==== MATERIALS PROVIDED

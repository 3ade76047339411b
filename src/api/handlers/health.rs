//! Handler for health check endpoint.

use axum::{Json, extract::State};

use crate::api::dto::health::{CheckStatus, HealthChecks, HealthResponse};
use crate::state::AppState;

/// Returns service health with directory and gate status.
///
/// # Endpoint
///
/// `GET /health`
///
/// # Response
///
/// ```json
/// {
///   "status": "healthy",
///   "version": "0.1.0",
///   "checks": {
///     "directory": { "status": "ok", "message": "Aliases: 12" },
///     "gate": { "status": "ok", "message": "Pending writes: 0" }
///   }
/// }
/// ```
///
/// The directory check takes a read ticket, so it waits behind pending writes
/// like any other read.
pub async fn health_handler(State(state): State<AppState>) -> Json<HealthResponse> {
    let pending_writes = state.directory.pending_writes();
    let aliases = state.directory.count().await;

    Json(HealthResponse {
        status: "healthy".to_string(),
        version: env!("CARGO_PKG_VERSION").to_string(),
        checks: HealthChecks {
            directory: CheckStatus::ok(format!("Aliases: {aliases}")),
            gate: CheckStatus::ok(format!("Pending writes: {pending_writes}")),
        },
    })
}
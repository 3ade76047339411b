//! Alias directory service: resolve, search, register and remove.

use std::sync::Arc;

use serde_json::json;
use tracing::{debug, info, warn};

use crate::application::gate::WriterPreferenceGate;
use crate::domain::entities::Mapping;
use crate::domain::store::{OrderedKeyStore, ScanRange};
use crate::error::AppError;
use crate::utils::alias_synthesizer::default_alias;
use crate::utils::alias_validator::{require_alias, validate_alias};
use crate::utils::target_validator::validate_target;

/// Service orchestrating every directory operation.
///
/// Each operation takes exactly one ticket from the [`WriterPreferenceGate`]:
/// a read ticket for [`Self::resolve`], [`Self::search`] and [`Self::count`],
/// a write ticket for [`Self::register`] and [`Self::remove`]. Input checks
/// that need no directory state run before the ticket is requested.
pub struct DirectoryService<S: OrderedKeyStore> {
    gate: Arc<WriterPreferenceGate<S>>,
}

impl<S: OrderedKeyStore> DirectoryService<S> {
    /// Creates a service operating on the directory behind `gate`.
    pub fn new(gate: Arc<WriterPreferenceGate<S>>) -> Self {
        Self { gate }
    }

    /// Returns the target registered under `alias`.
    ///
    /// # Errors
    ///
    /// Returns [`AppError::Validation`] if `alias` is empty and
    /// [`AppError::NotFound`] if it is not registered.
    pub async fn resolve(&self, alias: &str) -> Result<String, AppError> {
        require_alias(alias)?;

        let directory = self.gate.acquire_read().await;
        let target = directory.lookup(alias);
        drop(directory);

        metrics::counter!("directory_resolves_total").increment(1);

        target.ok_or_else(|| {
            debug!(alias, "alias not found");
            AppError::not_found(
                format!("alias \"{alias}\" doesn't exist"),
                json!({ "alias": alias }),
            )
        })
    }

    /// Lists every mapping whose alias starts with `prefix`, in ascending order.
    ///
    /// # Errors
    ///
    /// Returns [`AppError::Validation`] if `prefix` is empty.
    pub async fn search(&self, prefix: &str) -> Result<Vec<Mapping>, AppError> {
        if prefix.is_empty() {
            return Err(AppError::bad_request("prefix is required", json!({})));
        }

        let range = ScanRange::for_prefix(prefix);

        let directory = self.gate.acquire_read().await;
        let entries = directory.range_ascending(&range);
        drop(directory);

        debug_assert!(entries.iter().all(|(alias, _)| range.contains(alias)));

        debug!(prefix, matches = entries.len(), "prefix search");
        metrics::counter!("directory_searches_total").increment(1);

        Ok(entries.into_iter().map(Mapping::from).collect())
    }

    /// Registers `target` under `alias`, or under a synthesized alias when
    /// `alias` is `None`.
    ///
    /// A synthesized alias is the successor of the directory's greatest alias,
    /// read under the same write ticket that performs the insert. The alias
    /// rules (`[a-z]`, at most 64 characters) apply to caller-supplied aliases
    /// only: once the greatest alias is all `'z'`, the successor grows by one
    /// character and may exceed the length cap.
    ///
    /// # Errors
    ///
    /// Returns [`AppError::Validation`] if the target is not an absolute
    /// HTTP(S) URL or the alias breaks the alias rules.
    ///
    /// Returns [`AppError::Conflict`] if the alias is already registered; the
    /// existing mapping is left untouched.
    pub async fn register(
        &self,
        alias: Option<String>,
        target: String,
    ) -> Result<Mapping, AppError> {
        validate_target(&target).map_err(|e| {
            AppError::bad_request("wrong URL format", json!({ "reason": e.to_string() }))
        })?;

        if let Some(alias) = &alias {
            validate_alias(alias)?;
        }

        let mut directory = self.gate.acquire_write().await;

        let alias = match alias {
            Some(alias) => alias,
            None => {
                let maximum = directory.maximum().map(|(key, _)| key);
                default_alias(maximum.as_deref())
            }
        };

        if directory.insert_if_absent(&alias, &target).is_err() {
            drop(directory);
            warn!(alias = %alias, "alias already taken");
            return Err(AppError::conflict(
                format!("alias \"{alias}\" is already taken"),
                json!({ "alias": alias }),
            ));
        }
        drop(directory);

        info!(alias = %alias, target = %target, "alias registered");
        metrics::counter!("directory_registrations_total").increment(1);

        Ok(Mapping { alias, target })
    }

    /// Removes the mapping registered under `alias`.
    ///
    /// # Errors
    ///
    /// Returns [`AppError::Validation`] if `alias` is empty.
    ///
    /// Returns [`AppError::Conflict`] if the alias is not registered: removal
    /// of an alias that is already gone is reported as a conflicting request
    /// rather than a missing resource.
    pub async fn remove(&self, alias: &str) -> Result<(), AppError> {
        require_alias(alias)?;

        let mut directory = self.gate.acquire_write().await;
        let removed = directory.delete_if_present(alias);
        drop(directory);

        if removed.is_err() {
            debug!(alias, "remove of missing alias");
            return Err(AppError::conflict(
                format!("alias \"{alias}\" already doesn't exist"),
                json!({ "alias": alias }),
            ));
        }

        info!(alias, "alias removed");
        metrics::counter!("directory_removals_total").increment(1);

        Ok(())
    }

    /// Number of registered aliases.
    pub async fn count(&self) -> usize {
        self.gate.acquire_read().await.entry_count()
    }

    /// Writes admitted by the gate but not yet finished.
    pub fn pending_writes(&self) -> usize {
        self.gate.pending_writes()
    }
}
use actix_web::{error::ErrorInternalServerError, web, HttpResponse};
use serde::Deserialize;
use uuid::Uuid;

use crate::{auth::extractors::{AuthenticatedUser, IsStaff}, db_interaction::{self, ProductFilters}, utils::{get_pooled_connection, DbPool}};

#[derive(Deserialize, Debug)]
pub struct GetProductsQuery {
    pub page: i64,
    pub limit: i64,
    pub search: Option<String>,
    pub category_id: Option<Uuid>,
    #[serde(default)]
    pub in_stock_only: bool
}

#[tracing::instrument(
    "Get product entries",
    skip(pool, _user)
)]
pub async fn get_products(
    pool: web::Data<DbPool>,
    query: web::Query<GetProductsQuery>,
    _user: AuthenticatedUser
) -> Result<HttpResponse, actix_web::Error> {
    let conn = get_pooled_connection(&pool)
        .await
        .map_err(ErrorInternalServerError)?;

    let filters = ProductFilters{
        search: query.0.search,
        category_id: query.0.category_id,
        in_stock_only: query.0.in_stock_only,
        page: query.0.page,
        limit: query.0.limit
    };

    let products = db_interaction::get_products(conn, filters)
        .await
        .map_err(ErrorInternalServerError)?;

    Ok(HttpResponse::Ok().json(products))
}

#[tracing::instrument(
    "Get low stock products",
    skip(pool)
)]
pub async fn get_low_stock_products(
    pool: web::Data<DbPool>,
    _: IsStaff
) -> Result<HttpResponse, actix_web::Error> {
    let conn = get_pooled_connection(&pool)
        .await
        .map_err(ErrorInternalServerError)?;

    let products = db_interaction::get_low_stock_products(conn)
        .await
        .map_err(ErrorInternalServerError)?;

    Ok(HttpResponse::Ok().json(products))
}
use actix_web::{error::{ErrorInternalServerError, ErrorNotFound}, web, HttpResponse};
use chrono::Utc;
use serde::Deserialize;
use uuid::Uuid;

use crate::{auth::extractors::{IsAdmin, IsStaff}, db_interaction::{self, SupplierChanges, SupplierWriteError}, models::Supplier, utils::{get_pooled_connection, DbPool}};

#[tracing::instrument(
    "Get supplier entries",
    skip(pool)
)]
pub async fn get_suppliers(
    pool: web::Data<DbPool>,
    _: IsStaff
) -> Result<HttpResponse, actix_web::Error> {
    let conn = get_pooled_connection(&pool)
        .await
        .map_err(ErrorInternalServerError)?;

    let suppliers = db_interaction::get_suppliers(conn)
        .await
        .map_err(ErrorInternalServerError)?;

    Ok(HttpResponse::Ok().json(suppliers))
}

#[derive(Deserialize, Debug)]
pub struct SupplierForm{
    pub name: String,
    pub contact_person: Option<String>,
    pub email: Option<String>,
    pub phone: Option<String>,
    pub address: Option<String>
}

#[tracing::instrument(
    "Adding supplier",
    skip(pool)
)]
pub async fn post_supplier(
    pool: web::Data<DbPool>,
    form: web::Form<SupplierForm>,
    _: IsAdmin
) -> Result<HttpResponse, actix_web::Error>{
    let conn = get_pooled_connection(&pool)
        .await
        .map_err(ErrorInternalServerError)?;

    let form = form.0;
    let supplier = Supplier{
        supplier_id: Uuid::new_v4(),
        name: form.name,
        contact_person: form.contact_person,
        email: form.email,
        phone: form.phone,
        address: form.address,
        created_at: Utc::now()
    };

    let supplier_id = supplier.supplier_id;

    db_interaction::insert_supplier(conn, supplier)
        .await
        .map_err(ErrorInternalServerError)?;

    Ok(HttpResponse::Ok().json(supplier_id))
}

#[derive(Deserialize, Debug)]
pub struct UpdateSupplierForm{
    pub supplier_id: Uuid,
    pub name: String,
    pub contact_person: Option<String>,
    pub email: Option<String>,
    pub phone: Option<String>,
    pub address: Option<String>
}

#[tracing::instrument(
    "Updating supplier",
    skip(pool, form)
)]
pub async fn put_supplier(
    pool: web::Data<DbPool>,
    form: web::Form<UpdateSupplierForm>,
    _: IsAdmin
) -> Result<HttpResponse, actix_web::Error>{
    let conn = get_pooled_connection(&pool)
        .await
        .map_err(ErrorInternalServerError)?;

    let form = form.0;
    let changes = SupplierChanges{
        name: form.name,
        contact_person: form.contact_person,
        email: form.email,
        phone: form.phone,
        address: form.address
    };

    db_interaction::update_supplier(conn, form.supplier_id, changes)
        .await
        .map_err(|e| {
            match e {
                SupplierWriteError::NoSupplierIdError(_) => ErrorNotFound(e),
                _ => ErrorInternalServerError(e)
            }
        })?;

    Ok(HttpResponse::Ok().finish())
}

#[derive(Deserialize, Debug)]
pub struct DeleteSupplierJson{
    pub supplier_id: Uuid
}

#[tracing::instrument(
    "Deleting supplier by id",
    skip(pool)
)]
pub async fn delete_supplier_entry(
    pool: web::Data<DbPool>,
    json: web::Json<DeleteSupplierJson>,
    _: IsAdmin
) -> Result<HttpResponse, actix_web::Error>{
    let conn = get_pooled_connection(&pool)
        .await
        .map_err(ErrorInternalServerError)?;

    db_interaction::delete_supplier(conn, json.supplier_id)
        .await
        .map_err(|e| {
            match e {
                SupplierWriteError::NoSupplierIdError(_) => ErrorNotFound(e),
                _ => ErrorInternalServerError(e)
            }
        })?;

    Ok(HttpResponse::Ok().finish())
}
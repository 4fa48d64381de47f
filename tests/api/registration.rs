use diesel::{ExpressionMethods, QueryDsl, RunQueryDsl};
use sims::schema::users;

use crate::helpers::TestApp;

fn registration_form(email: &str, role: &str) -> serde_json::Value{
    serde_json::json!({
        "full_name": "Jane Doe",
        "email": email,
        "phone_number": "555-010-0101",
        "password": "testpassword",
        "confirm_password": "testpassword",
        "role": role
    })
}

#[actix_web::test]
async fn register_customer_is_approved_immediately(){
    let app = TestApp::spawn_app().await;

    let response = app.api_client.post(format!("{}/register", app.get_app_url()))
                    .form(&registration_form("jane@example.com", "customer"))
                    .send()
                    .await
                    .expect("Failed to send request to register endpoint");

    assert_eq!(response.status().as_u16(), 200);

    let mut conn = app.pool.get().unwrap();
    let is_approved: bool = users::table
        .select(users::is_approved)
        .filter(users::email.eq("jane@example.com"))
        .get_result(&mut conn)
        .unwrap();

    assert!(is_approved);
}

#[actix_web::test]
async fn register_staff_starts_unapproved(){
    let app = TestApp::spawn_app().await;

    let response = app.api_client.post(format!("{}/register", app.get_app_url()))
                    .form(&registration_form("staff@example.com", "staff"))
                    .send()
                    .await
                    .expect("Failed to send request to register endpoint");

    assert_eq!(response.status().as_u16(), 200);

    let mut conn = app.pool.get().unwrap();
    let is_approved: bool = users::table
        .select(users::is_approved)
        .filter(users::email.eq("staff@example.com"))
        .get_result(&mut conn)
        .unwrap();

    assert!(!is_approved);
}

#[actix_web::test]
async fn register_with_duplicate_email_is_rejected(){
    let app = TestApp::spawn_app().await;
    let url = format!("{}/register", app.get_app_url());

    let first = app.api_client.post(&url)
                    .form(&registration_form("dup@example.com", "customer"))
                    .send()
                    .await
                    .unwrap();
    assert_eq!(first.status().as_u16(), 200);

    let second = app.api_client.post(&url)
                    .form(&registration_form("dup@example.com", "customer"))
                    .send()
                    .await
                    .unwrap();
    assert_eq!(second.status().as_u16(), 400);

    let mut conn = app.pool.get().unwrap();
    let count: i64 = users::table
        .filter(users::email.eq("dup@example.com"))
        .count()
        .get_result(&mut conn)
        .unwrap();

    assert_eq!(count, 1);
}

#[actix_web::test]
async fn register_as_admin_is_rejected(){
    let app = TestApp::spawn_app().await;

    let response = app.api_client.post(format!("{}/register", app.get_app_url()))
                    .form(&registration_form("boss@example.com", "admin"))
                    .send()
                    .await
                    .unwrap();

    assert_eq!(response.status().as_u16(), 400);
}

#[actix_web::test]
async fn register_with_mismatched_passwords_is_rejected(){
    let app = TestApp::spawn_app().await;

    let body = serde_json::json!({
        "full_name": "Jane Doe",
        "email": "jane@example.com",
        "phone_number": "555-010-0101",
        "password": "testpassword",
        "confirm_password": "different",
        "role": "customer"
    });

    let response = app.api_client.post(format!("{}/register", app.get_app_url()))
                    .form(&body)
                    .send()
                    .await
                    .unwrap();

    assert_eq!(response.status().as_u16(), 400);
}

#[actix_web::test]
async fn register_with_short_password_is_rejected(){
    let app = TestApp::spawn_app().await;

    let body = serde_json::json!({
        "full_name": "Jane Doe",
        "email": "jane@example.com",
        "phone_number": "555-010-0101",
        "password": "abc",
        "confirm_password": "abc",
        "role": "customer"
    });

    let response = app.api_client.post(format!("{}/register", app.get_app_url()))
                    .form(&body)
                    .send()
                    .await
                    .unwrap();

    assert_eq!(response.status().as_u16(), 400);
}

#[actix_web::test]
async fn register_with_invalid_email_is_rejected(){
    let app = TestApp::spawn_app().await;

    let response = app.api_client.post(format!("{}/register", app.get_app_url()))
                    .form(&registration_form("not-an-email", "customer"))
                    .send()
                    .await
                    .unwrap();

    assert_eq!(response.status().as_u16(), 400);
}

========

Only the lines above starting at the line that holds "the alias rules." and ending at the line that holds "a conflicting request" are to be repeated, exactly and in full.

■ RESPONSE AREA:
    /// HTTP(S) URL or the alias breaks the alias rules.
    ///
    /// Returns [`AppError::Conflict`] if the alias is already registered; the
    /// existing mapping is left untouched.
    pub async fn register(
        &self,
        alias: Option<String>,
        target: String,
    ) -> Result<Mapping, AppError> {
        validate_target(&target).map_err(|e| {
            AppError::bad_request("wrong URL format", json!({ "reason": e.to_string() }))
        })?;

        if let Some(alias) = &alias {
            validate_alias(alias)?;
        }

        let mut directory = self.gate.acquire_write().await;

        let alias = match alias {
            Some(alias) => alias,
            None => {
                let maximum = directory.maximum().map(|(key, _)| key);
                default_alias(maximum.as_deref())
            }
        };

        if directory.insert_if_absent(&alias, &target).is_err() {
            drop(directory);
            warn!(alias = %alias, "alias already taken");
            return Err(AppError::conflict(
                format!("alias \"{alias}\" is already taken"),
                json!({ "alias": alias }),
            ));
        }
        drop(directory);

        info!(alias = %alias, target = %target, "alias registered");
        metrics::counter!("directory_registrations_total").increment(1);

        Ok(Mapping { alias, target })
    }

    /// Removes the mapping registered under `alias`.
    ///
    /// # Errors
    ///
    /// Returns [`AppError::Validation`] if `alias` is empty.
    ///
    /// Returns [`AppError::Conflict`] if the alias is not registered: removal
    /// of an alias that is already gone is reported as a conflicting request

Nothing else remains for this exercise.